Ainsi, Pauline, 30 ans, tire depuis cinq ans son revenu principal d’une activité de traduction obtenue via la plateforme Upwork. «Je suis techniquement mieux payée qu’un employé traditionnel mais, évidemment, sans avoir les avantages sociaux équivalents, explique la jeune femme, qui y a toutefois pleinement trouvé son compte. J’aime avoir la liberté d’organiser mon travail, pouvoir prendre rendez-vous chez le médecin quand cela m’arrange. Il est vrai que j’ai la chance d’avoir un contrat unique de 40 heures par semaine, renouvelé tous les six mois, ce qui n’est pas le genre de mandat le plus fréquemment proposé sur ce type de plateforme.»

De tels cas restent pour l’instant des exceptions. Une étude de l’Organisation internationale du travail montre que près de la moitié des «crowdworkers» aux Etats-Unis le sont pour avoir un supplément de revenus. Une autre étude a récemment révélé que le salaire horaire moyen sur la plateforme Amazon Mechanical Turk était de 2 dollars…

Quelle est l’ampleur du phénomène en Suisse? On estime que 32% de la population a déjà cherché à effectuer des tâches rémunérées sur une plateforme de crowdworking, et que 18% en a effectivement trouvé, selon un sondage effectué par Syndicom auprès de 2000 personnes. Un quart des personnes interrogées affirment que ces rémunérations constituent au moins la moitié de leur revenu mensuel.
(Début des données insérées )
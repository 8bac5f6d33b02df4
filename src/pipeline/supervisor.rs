use crate::alarm::{ErrorAlarm, TailProcAlarm};
use crate::buffer::state::{remove_state_file, state_file_path};
use crate::buffer::{BufferError, DummyBuffer, RecordBuffer, SharedHistory};
use crate::config::types::{Config, TailConfig, TailFileConfig};
use crate::notify::{Notification, NotificationKind};
use crate::pipeline::ledger::{follow_check, CheckOutcome};
use crate::pipeline::processor::FileProcessor;
use crate::pipeline::PipelineEnv;
use crate::record::LogRange;
use crate::services::{self, ExcludeIpList, LineParser, ServiceError, Transformer, TransformerContext};
use crate::source::reader::{get_inode, ReadStats, ReaderError, TailReader};
use crate::storage::{Worklog, WorklogError};
use chrono::{DateTime, Utc};
use std::collections::HashMap;
use std::path::PathBuf;
use std::sync::{Arc, Mutex, PoisonError};
use std::time::Duration;
use thiserror::Error;
use tokio::time::MissedTickBehavior;
use tokio_util::sync::CancellationToken;
use tracing::{debug, error, info, warn};

#[derive(Debug, Error)]
pub enum SupervisorError {
    #[error("worklog error: {0}")]
    Worklog(#[from] WorklogError),

    #[error("buffer state error: {0}")]
    Buffer(#[from] BufferError),

    #[error("service error: {0}")]
    Service(#[from] ServiceError),
}

pub type Result<T> = std::result::Result<T, SupervisorError>;

#[derive(Debug)]
struct Inactivity {
    last_growth: DateTime<Utc>,
    alarmed: bool,
}

/// Everything kept between checks of one file
pub struct TailFile {
    key: String,
    app_type: String,
    reader: TailReader,
    processor: FileProcessor,
    inactivity: Inactivity,
}

impl TailFile {
    pub fn path(&self) -> &str {
        &self.key
    }
}

#[derive(Debug, Default, Clone, Copy, PartialEq, Eq)]
pub struct TickSummary {
    pub files: usize,
    pub lines: usize,
    pub failures: usize,
    pub unavailable: usize,
}

struct FileReport {
    read: std::result::Result<ReadStats, ReaderError>,
    outcome: CheckOutcome,
}

/// Buffer key of a file, shared buffers are keyed by their id
fn buffer_key(file: &TailFileConfig) -> String {
    match file.buffer.as_ref().and_then(|b| b.id.clone()) {
        Some(id) => format!("buffer:{}", id),
        None => file.path.to_string_lossy().to_string(),
    }
}

fn file_key(file: &TailFileConfig) -> String {
    file.path.to_string_lossy().to_string()
}

/// Point every tail file at its start and drop the stored buffer states
pub fn reset_tail_state(tail: &TailConfig, worklog: &Worklog) -> Result<()> {
    let state_dir = tail.buffer_state_dir();
    for file in &tail.files {
        let key = file_key(file);
        match worklog.reset_file(&key) {
            Ok(_) => {}
            Err(WorklogError::Io { source, .. })
                if source.kind() == std::io::ErrorKind::NotFound =>
            {
                warn!(path = %key, "Cannot reset worklog of a missing file");
            }
            Err(e) => return Err(e.into()),
        }
        remove_state_file(&state_file_path(&state_dir, &buffer_key(file)))?;
    }
    worklog.flush()?;
    Ok(())
}

/// Periodic scheduler of all tailed files
pub struct TailSupervisor {
    files: Vec<TailFile>,
    worklog: Arc<Worklog>,
    buffers: Vec<(PathBuf, SharedHistory)>,
    env: PipelineEnv,
    interval: Duration,
    max_lines: usize,
    inactivity_secs: u64,
}

impl TailSupervisor {
    pub fn from_config(config: &Config, tail: &TailConfig, worklog: Arc<Worklog>, env: PipelineEnv) -> Result<Self> {
        let state_dir = tail.buffer_state_dir();
        let exclude_ips = ExcludeIpList::new(&tail.exclude_ip_list);
        let mut shared: HashMap<String, SharedHistory> = HashMap::new();
        let mut buffers = Vec::new();
        let mut files = Vec::with_capacity(tail.files.len());

        for file_conf in &tail.files {
            let app = services::resolve(&file_conf.app_type, &file_conf.version)?;
            let key = file_key(file_conf);
            let transformer = Transformer::for_app(
                app,
                TransformerContext {
                    anonymous_users: config.anonymous_users.clone(),
                    exclude_ips: exclude_ips.clone(),
                    buffer: file_conf.buffer.clone(),
                    notifier: env.notifier.clone(),
                },
            );

            // sessions live in the buffer state even without lookup items
            let history: SharedHistory = match &file_conf.buffer {
                Some(buffer_conf) => {
                    let bkey = buffer_key(file_conf);
                    match shared.get(&bkey) {
                        Some(history) => history.clone(),
                        None => {
                            let state_path = state_file_path(&state_dir, &bkey);
                            let history: SharedHistory =
                                Arc::new(Mutex::new(RecordBuffer::load(buffer_conf, &state_path)?));
                            shared.insert(bkey, history.clone());
                            buffers.push((state_path, history.clone()));
                            history
                        }
                    }
                }
                None => Arc::new(Mutex::new(DummyBuffer::default())),
            };

            let alarm = if tail.num_errors_alarm > 0 {
                ErrorAlarm::Tail(TailProcAlarm::new(
                    &key,
                    app.as_str(),
                    tail.num_errors_alarm,
                    tail.err_count_time_range_secs,
                    env.notifier.clone(),
                ))
            } else {
                ErrorAlarm::Null
            };

            let processor = FileProcessor::new(
                &key,
                file_conf.tz_shift,
                LineParser::for_app(app),
                transformer,
                history,
                env.geo.clone(),
                alarm,
                env.sinks.clone(),
            );
            info!(path = %key, app_type = %app, "Tailing log file");
            files.push(TailFile {
                key: key.clone(),
                app_type: app.as_str().to_string(),
                reader: TailReader::new(&file_conf.path),
                processor,
                inactivity: Inactivity {
                    last_growth: Utc::now(),
                    alarmed: false,
                },
            });
        }

        Ok(Self {
            files,
            worklog,
            buffers,
            interval: Duration::from_secs(tail.interval_secs.max(1)),
            max_lines: tail.max_lines_per_check,
            inactivity_secs: config.alarm_max_log_inactivity_secs,
            env,
        })
    }

    pub fn files(&self) -> impl Iterator<Item = &TailFile> {
        self.files.iter()
    }

    pub fn worklog(&self) -> &Arc<Worklog> {
        &self.worklog
    }

    /// Check every file once, concurrently, and flush the worklog
    pub async fn run_tick(&mut self) -> Result<TickSummary> {
        let mut handles = Vec::with_capacity(self.files.len());
        for mut file in self.files.drain(..) {
            let worklog = self.worklog.clone();
            let max_lines = self.max_lines;
            handles.push(tokio::spawn(async move {
                let report = check_file(&mut file, worklog, max_lines).await;
                (file, report)
            }));
        }

        let mut summary = TickSummary::default();
        let now = Utc::now();
        for joined in futures::future::join_all(handles).await {
            let (mut file, report) = match joined {
                Ok(done) => done,
                Err(e) => {
                    error!(error = %e, "File check task failed, file dropped from tailing");
                    continue;
                }
            };
            summary.files += 1;
            summary.failures += report.outcome.failures;
            match &report.read {
                Ok(stats) => {
                    summary.lines += stats.lines;
                    self.watch_inactivity(&mut file, stats.bytes > 0, now);
                }
                Err(e) if e.is_transient() => {
                    summary.unavailable += 1;
                    debug!(path = %file.key, error = %e, "Log file not available");
                    self.watch_inactivity(&mut file, false, now);
                }
                Err(e) => {
                    summary.unavailable += 1;
                    error!(path = %file.key, error = %e, "Failed to read log file");
                }
            }
            self.files.push(file);
        }

        if !self.env.dry_run {
            self.worklog.flush()?;
        }
        if summary.lines > 0 {
            info!(
                files = summary.files,
                lines = summary.lines,
                failures = summary.failures,
                "Tick finished"
            );
        }
        Ok(summary)
    }

    fn watch_inactivity(&self, file: &mut TailFile, grew: bool, now: DateTime<Utc>) {
        if grew {
            file.inactivity.last_growth = now;
            file.inactivity.alarmed = false;
            return;
        }
        if self.inactivity_secs == 0 || file.inactivity.alarmed {
            return;
        }
        let idle_secs = (now - file.inactivity.last_growth).num_seconds().max(0) as u64;
        if idle_secs > self.inactivity_secs {
            warn!(path = %file.key, idle_secs, "Log file is inactive");
            self.env.notifier.notify(
                Notification::new(
                    &file.app_type,
                    format!("logfeed for {}: log file inactive", file.app_type),
                    NotificationKind::LogInactivity {
                        path: file.key.clone(),
                        idle_secs,
                    },
                )
                .line(format!("file {} has not grown for {} seconds", file.key, idle_secs)),
            );
            file.inactivity.alarmed = true;
        }
    }

    /// Tick until `cancel` fires, then persist everything.
    ///
    /// A tick that is in progress when the token fires runs to completion.
    pub async fn run(mut self, cancel: CancellationToken) -> Result<()> {
        let mut ticker = tokio::time::interval(self.interval);
        ticker.set_missed_tick_behavior(MissedTickBehavior::Delay);
        info!(
            files = self.files.len(),
            interval_secs = self.interval.as_secs(),
            "Tail supervisor started"
        );
        loop {
            tokio::select! {
                _ = cancel.cancelled() => {
                    info!("Shutdown requested");
                    break;
                }
                _ = ticker.tick() => {
                    self.run_tick().await?;
                }
            }
        }
        self.shutdown()
    }

    pub fn shutdown(mut self) -> Result<()> {
        for file in self.files.iter_mut() {
            file.processor.on_quit();
        }
        if self.env.dry_run {
            info!("Dry run, worklog and buffer states are not saved");
            return Ok(());
        }
        self.worklog.flush()?;
        for (path, history) in &self.buffers {
            let history = history.lock().unwrap_or_else(PoisonError::into_inner);
            if let Err(e) = history.persist(path) {
                error!(path = %path.display(), error = %e, "Failed to save buffer state");
            }
        }
        info!("Tail supervisor stopped");
        Ok(())
    }
}

async fn check_file(file: &mut TailFile, worklog: Arc<Worklog>, max_lines: usize) -> FileReport {
    if let Ok(metadata) = std::fs::metadata(file.reader.path()) {
        worklog.rewind_truncated(&file.key, get_inode(&metadata), metadata.len());
    }
    let last = worklog.get(&file.key);
    let session = file.processor.on_check_start();
    let follow = follow_check(session, worklog.clone(), Arc::from(file.key.as_str()));
    let read = file
        .reader
        .apply_new_content(&mut file.processor, last, max_lines)
        .await;
    file.processor.on_check_stop();
    let outcome = match follow.await {
        Ok(outcome) => outcome,
        Err(e) => {
            error!(path = %file.key, error = %e, "Confirmation follower failed");
            CheckOutcome::default()
        }
    };

    if let Ok(stats) = &read {
        if !worklog.contains(&file.key) {
            if let Some(inode) = stats.inode {
                // empty or fully unconfirmed file still gets an entry
                worklog.update(
                    &file.key,
                    LogRange {
                        inode: Some(inode),
                        seek_start: 0,
                        seek_end: 0,
                        written: true,
                    },
                );
            }
        }
        if outcome.unconfirmed > 0 {
            warn!(
                path = %file.key,
                unconfirmed = outcome.unconfirmed,
                "Some lines were not confirmed by the sinks, they will be read again"
            );
        }
    }
    FileReport { read, outcome }
}

/// Resolves on ctrl-c or, on unix, SIGTERM
pub async fn shutdown_signal() {
    let ctrl_c = async {
        if let Err(e) = tokio::signal::ctrl_c().await {
            error!(error = %e, "Failed to listen for ctrl-c");
            std::future::pending::<()>().await;
        }
    };

    #[cfg(unix)]
    let terminate = async {
        use tokio::signal::unix::{signal, SignalKind};
        match signal(SignalKind::terminate()) {
            Ok(mut sig) => {
                sig.recv().await;
            }
            Err(e) => {
                error!(error = %e, "Failed to listen for SIGTERM");
                std::future::pending::<()>().await;
            }
        }
    };

    #[cfg(not(unix))]
    let terminate = std::future::pending::<()>();

    tokio::select! {
        _ = ctrl_c => info!("Interrupt received"),
        _ = terminate => info!("Terminate signal received"),
    }
}

/// State file used for a file's buffer
pub fn buffer_state_path(tail: &TailConfig, file: &TailFileConfig) -> PathBuf {
    state_file_path(&tail.buffer_state_dir(), &buffer_key(file))
}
Toutefois, l’expert Ivo Blohm pense que les Suisses sont un peu défavorisés sur ces plateformes car ils se trouvent en concurrence avec des personnes vivant dans des pays avec un niveau de salaire beaucoup plus bas. «A l’exception des missions à haute valeur ajoutée, ce n’est guère intéressant sur la durée.»

Avantageux pour une PME?

Lancée en 2013, la plateforme zurichoise Mila fait partie des précurseurs du crowdworking en Suisse. Elle propose des services techniques pour des appareils électroniques. Lorsqu’ils sont confrontés à un problème technique (par exemple avec une box internet), ses usagers peuvent trouver un spécialiste sur le site web de Mila. Ces spécialistes sont soit des particuliers – étudiants ou individus travaillant en tant qu’indépendants – pour des interventions simples, soit des structures professionnelles dans le cadre de problèmes plus complexes. Avec ces dernières, la société zurichoise a conclu des contrats et engrange une partie du chiffre d’affaires. Quant aux particuliers, Mila perçoit 20% de commission sur chaque prestation, facturée environ 100 francs par heure au client final.

«Un particulier peut gagner entre 100 et quelques milliers de francs par mois. Les PME, quant à elles, peuvent gagner jusqu’à 10 000 francs par mois», affirme Chris Viatte, CEO de Mila. La plateforme recense actuellement plus de 3000 particuliers et plus de 1000 entreprises en Suisse. De plus, Mila possède des partenariats avec une quinzaine de grandes sociétés actives dans le domaine électronique, comme Swisscom (qui détient une participation majoritaire de Mila), Interdiscount ou Bosch. Au lieu d’envoyer leurs propres techniciens, elles confient la gestion des interventions techniques à la plateforme.

Le crowdworking est pris au sérieux auprès des PME romandes actives dans l’informatique. Le sujet fait l’objet d’une commission de réflexion, lancée en octobre dernier par le Groupement romand de l’informatique. Quant aux bénéfices pour les PME, Albin Baptista, président du groupement et directeur de l’entreprise Micro Informatic Systems, se montre prudent. Selon lui, les tarifs négociés sur les plateformes de crowdworking sont trop bas pour dégager un modèle viable pour une entreprise. «Une présence sur une plateforme de crowdworking peut toutefois augmenter la visibilité d’une PME. Un mandat décroché par ce biais peut se transformer en collaboration de longue durée avec une entreprise.»